In the event that a cop is fired, union contracts and state law often guarantee they can appeal their firing to independent arbitrators, who can reinstate them in their jobs with back pay. That’s how Sauro stayed on the force. It’s also how Hector Jimenez, an Oakland officer who shot two unarmed men in the mid-2000s, got rehired. Officers have been reinstated after facing domestic violence allegations, accidentally shooting someone while drunk, and saying racial slurs. Last year, an arbitrator sided with a University of Minnesota cop, a member of the Law Enforcement Labor Services union, who was accused of grabbing a woman by the neck while he was off duty. He denied the allegation, though her collarbone was bruised, and he admitted to getting into her personal space during an argument. “It’s an emotional issue among police chiefs. To do the hard work of firing an officer and then have the arbitrator hand them back to you, it’s infuriating,” says Walker, the researcher. Minneapolis police Chief Arradondo echoed that sentiment at a press briefing in June: “There is nothing more debilitating to a chief, from an employment matter perspective,” than being unable to fire an officer for misconduct.
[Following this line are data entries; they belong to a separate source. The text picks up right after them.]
// Netmon Library - Public API

// Re-export error types
pub mod error;
pub use error::{NetmonError, Result};

// Module declarations
pub mod api;
pub mod cli;
pub mod commands;
pub mod core;
pub mod logging;

// Re-export commonly used types
pub use self::core::config::AppConfig;
pub use self::core::network_monitor::{MonitorState, NetworkMonitor, NetworkScheme};

// Initialize logging
pub fn init_logging(level: log::LevelFilter) {
    env_logger::Builder::from_default_env()
        .filter_level(level)
        .format_timestamp_millis()
        .init();
}
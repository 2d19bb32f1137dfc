use std::fmt;
use std::str::FromStr;

use serde::{Deserialize, Serialize};

use crate::error::{NetmonError, Result};

/// Operational state of the monitor.
#[derive(Debug, Clone, Copy, PartialEq, Eq, Hash, Serialize, Deserialize)]
#[serde(rename_all = "snake_case")]
pub enum MonitorState {
    /// Cycles fetch telemetry and update the error streak.
    Active,
    /// Administrative override: always reported as stable.
    FrozenOperatesStable,
    /// Administrative override: always reported as degraded.
    FrozenDegraded,
}

impl MonitorState {
    pub fn as_str(&self) -> &'static str {
        match self {
            MonitorState::Active => "active",
            MonitorState::FrozenOperatesStable => "frozen_operates_stable",
            MonitorState::FrozenDegraded => "frozen_degraded",
        }
    }
}

impl fmt::Display for MonitorState {
    fn fmt(&self, f: &mut fmt::Formatter<'_>) -> fmt::Result {
        f.write_str(self.as_str())
    }
}

impl FromStr for MonitorState {
    type Err = NetmonError;

    fn from_str(s: &str) -> Result<Self> {
        match s {
            "active" => Ok(MonitorState::Active),
            "frozen_operates_stable" => Ok(MonitorState::FrozenOperatesStable),
            "frozen_degraded" => Ok(MonitorState::FrozenDegraded),
            _ => Err(NetmonError::invalid_state(s)),
        }
    }
}
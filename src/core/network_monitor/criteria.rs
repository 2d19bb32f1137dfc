//! Degradation criteria.
//!
//! Each criterion has a population requirement that must be met before its
//! alert threshold is even looked at: a divergence computed over too few
//! nodes must not fire.

use std::collections::BTreeMap;

use chrono::{DateTime, Utc};
use serde::{Deserialize, Serialize};

use super::history::StatsSnapshot;
use super::nodes::{NodeSet, DOWN_HEIGHT};
use crate::error::{NetmonError, Result};

#[derive(Debug, Clone, PartialEq, Serialize, Deserialize)]
pub struct DownNodesCriterion {
    /// Alert when at least this part of all nodes is down. Exclusive (0, 1).
    pub total_down_fraction: f64,
}

impl DownNodesCriterion {
    pub fn validate(&self) -> Result<()> {
        // also rejects NaN
        if !(self.total_down_fraction > 0.0 && self.total_down_fraction < 1.0) {
            return Err(NetmonError::config(format!(
                "down nodes criterion: total down fraction must be in (0, 1), got {}",
                self.total_down_fraction
            )));
        }
        Ok(())
    }
}

#[derive(Debug, Clone, PartialEq, Eq, Serialize, Deserialize)]
pub struct HeightCriterion {
    pub height_diff: i64,
    /// Nodes required on both the lowest and the highest height.
    pub min_nodes_on_extreme_height: usize,
}

impl HeightCriterion {
    pub fn validate(&self) -> Result<()> {
        if self.height_diff <= 0 {
            return Err(NetmonError::config(format!(
                "height criterion: height diff must be greater than zero, got {}",
                self.height_diff
            )));
        }
        if self.min_nodes_on_extreme_height == 0 {
            return Err(NetmonError::config(
                "height criterion: min nodes on extreme height must be greater than zero",
            ));
        }
        Ok(())
    }
}

#[derive(Debug, Clone, PartialEq, Eq, Serialize, Deserialize)]
pub struct StateHashCriterion {
    pub min_groups_on_same_height: usize,
    pub min_valuable_groups: usize,
    pub min_nodes_per_valuable_group: usize,
    /// Heights with fewer nodes are skipped.
    pub min_nodes_on_height: usize,
}

impl StateHashCriterion {
    pub fn validate(&self) -> Result<()> {
        let fields = [
            ("min groups on same height", self.min_groups_on_same_height),
            ("min valuable groups", self.min_valuable_groups),
            ("min nodes per valuable group", self.min_nodes_per_valuable_group),
            ("min nodes on height", self.min_nodes_on_height),
        ];
        for (name, value) in fields {
            if value == 0 {
                return Err(NetmonError::config(format!(
                    "state hash criterion: {} must be greater than zero",
                    name
                )));
            }
        }
        Ok(())
    }
}

/// Full criteria set, fixed for the lifetime of the process.
#[derive(Debug, Clone, PartialEq, Serialize, Deserialize)]
pub struct Criteria {
    pub down_nodes: DownNodesCriterion,
    pub height: HeightCriterion,
    pub state_hash: StateHashCriterion,
}

impl Criteria {
    pub fn validate(&self) -> Result<()> {
        self.down_nodes.validate()?;
        self.height.validate()?;
        self.state_hash.validate()
    }
}

impl Default for Criteria {
    fn default() -> Self {
        Self {
            down_nodes: DownNodesCriterion {
                total_down_fraction: 0.3,
            },
            height: HeightCriterion {
                height_diff: 5,
                min_nodes_on_extreme_height: 2,
            },
            state_hash: StateHashCriterion {
                min_groups_on_same_height: 2,
                min_valuable_groups: 2,
                min_nodes_per_valuable_group: 2,
                min_nodes_on_height: 4,
            },
        }
    }
}

/// Evaluates one node set against the criteria.
pub struct CriteriaEngine<'a> {
    criteria: &'a Criteria,
    all_nodes: &'a NodeSet,
    down_nodes: NodeSet,
    working_nodes: NodeSet,
    working_nodes_on_height: BTreeMap<i64, NodeSet>,
}

impl<'a> CriteriaEngine<'a> {
    /// Fails with [`NetmonError::EmptyNodes`] when there is nothing to
    /// evaluate.
    pub fn new(criteria: &'a Criteria, all_nodes: &'a NodeSet) -> Result<Self> {
        if all_nodes.is_empty() {
            return Err(NetmonError::EmptyNodes);
        }
        let working_nodes = all_nodes.working_nodes();
        let working_nodes_on_height = working_nodes.group_by_height();
        Ok(Self {
            criteria,
            all_nodes,
            down_nodes: all_nodes.down_nodes(),
            working_nodes,
            working_nodes_on_height,
        })
    }

    pub fn alert_down_nodes(&self) -> bool {
        let total_down_part = self.down_nodes.len() as f64 / self.all_nodes.len() as f64;
        total_down_part >= self.criteria.down_nodes.total_down_fraction
    }

    pub fn alert_height_divergence(&self) -> bool {
        let (Some((&min_height, lowest)), Some((&max_height, highest))) = (
            self.working_nodes_on_height.first_key_value(),
            self.working_nodes_on_height.last_key_value(),
        ) else {
            return false;
        };

        // check requirement
        let required = self.criteria.height.min_nodes_on_extreme_height;
        if lowest.len() < required || highest.len() < required {
            return false;
        }

        max_height - min_height >= self.criteria.height.height_diff
    }

    pub fn alert_state_hash_divergence(&self) -> bool {
        let criterion = &self.criteria.state_hash;

        self.working_nodes_on_height.values().any(|nodes_on_height| {
            // check requirement
            if nodes_on_height.len() < criterion.min_nodes_on_height {
                return false;
            }

            let by_state_hash = nodes_on_height.group_by_state_hash();
            if by_state_hash.len() < criterion.min_groups_on_same_height {
                return false;
            }

            let valuable_groups = by_state_hash
                .values()
                .filter(|group| group.len() >= criterion.min_nodes_per_valuable_group)
                .count();
            valuable_groups >= criterion.min_valuable_groups
        })
    }

    /// Highest height across all working nodes, or [`DOWN_HEIGHT`].
    pub fn current_max_height(&self) -> i64 {
        self.working_nodes
            .iter()
            .map(|node| node.height)
            .max()
            .unwrap_or(DOWN_HEIGHT)
    }

    /// Run every criterion and package the outcome as a snapshot taken at
    /// `now`.
    pub fn evaluate(&self, now: DateTime<Utc>) -> StatsSnapshot {
        StatsSnapshot {
            created_at: now,
            nodes: self.all_nodes.clone(),
            max_height: self.current_max_height(),
            down_nodes_alert: self.alert_down_nodes(),
            height_alert: self.alert_height_divergence(),
            state_hash_alert: self.alert_state_hash_divergence(),
        }
    }
}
Arbitrators aren’t elected officials; they’re usually attorneys who are mutually selected by the union and city officials, with broad discretion to decide whether an officer was disciplined fairly. They often side with cops because they rely on precedent—a big problem when you consider that police departments have a long history of allowing officers to get away with violence. In the case of the cops responsible for Floyd’s death, an arbitrator might look back to 2010, when two white Minneapolis police officers restrained a Black man named David Cornelius Smith for four minutes by sitting on his legs and putting a knee to his back, even after he stopped breathing. Smith died of asphyxia, and the officers were never disciplined.

In Louisville, Kentucky, where police shot Breonna Taylor eight times in her home during a drug raid that found no drugs, the city’s mayor warned that disciplining the responsible officers would likely be a drawn-out process because of an agreement with the union. As of mid-July, only one of the three officers who shot their weapons was fired—and, with help from his union, he was appealing.

When cops overturn their firings, it can embolden them. Sauro is a case in point. In 2009, more than a decade after he was rehired, he sent an email to colleagues outlining his philosophy on using violence during patrol. In the email, Sauro, previously a board member of the union, argued that Minneapolis officers had acted appropriately when they kicked and punched a Black man lying on the ground after they pulled him over for driving 15 mph over the speed limit. He added that civilians had themselves to blame if they were harmed by police. “If the suspect does not produce his driver’s license when requested he than [sic] dictates that force be used, not the officer,” Sauro wrote. Then, perhaps remembering his own bar fight, he added in all-caps—twice—that “in my 35 years as a Minneapolis police officer there is not one documented case of a suspect dying from a blow to the head by a Minneapolis police officer.”

Mayors and other elected city officials don’t have to bargain away so much power to police unions, but again and again they do. That may be because unions have a lot of political clout, with large membership bases that account for the vast majority of officers in large cities. While other labor movements have shrunk since the 1970s, the Fraternal Order of Police, one of the country’s biggest police unions, had 341,946 members at the end of 2018, its most in almost a decade. Police officers and their unions spent at least $47 million at the federal level on campaign contributions and lobbying in recent election cycles, according to an investigation by the Guardian.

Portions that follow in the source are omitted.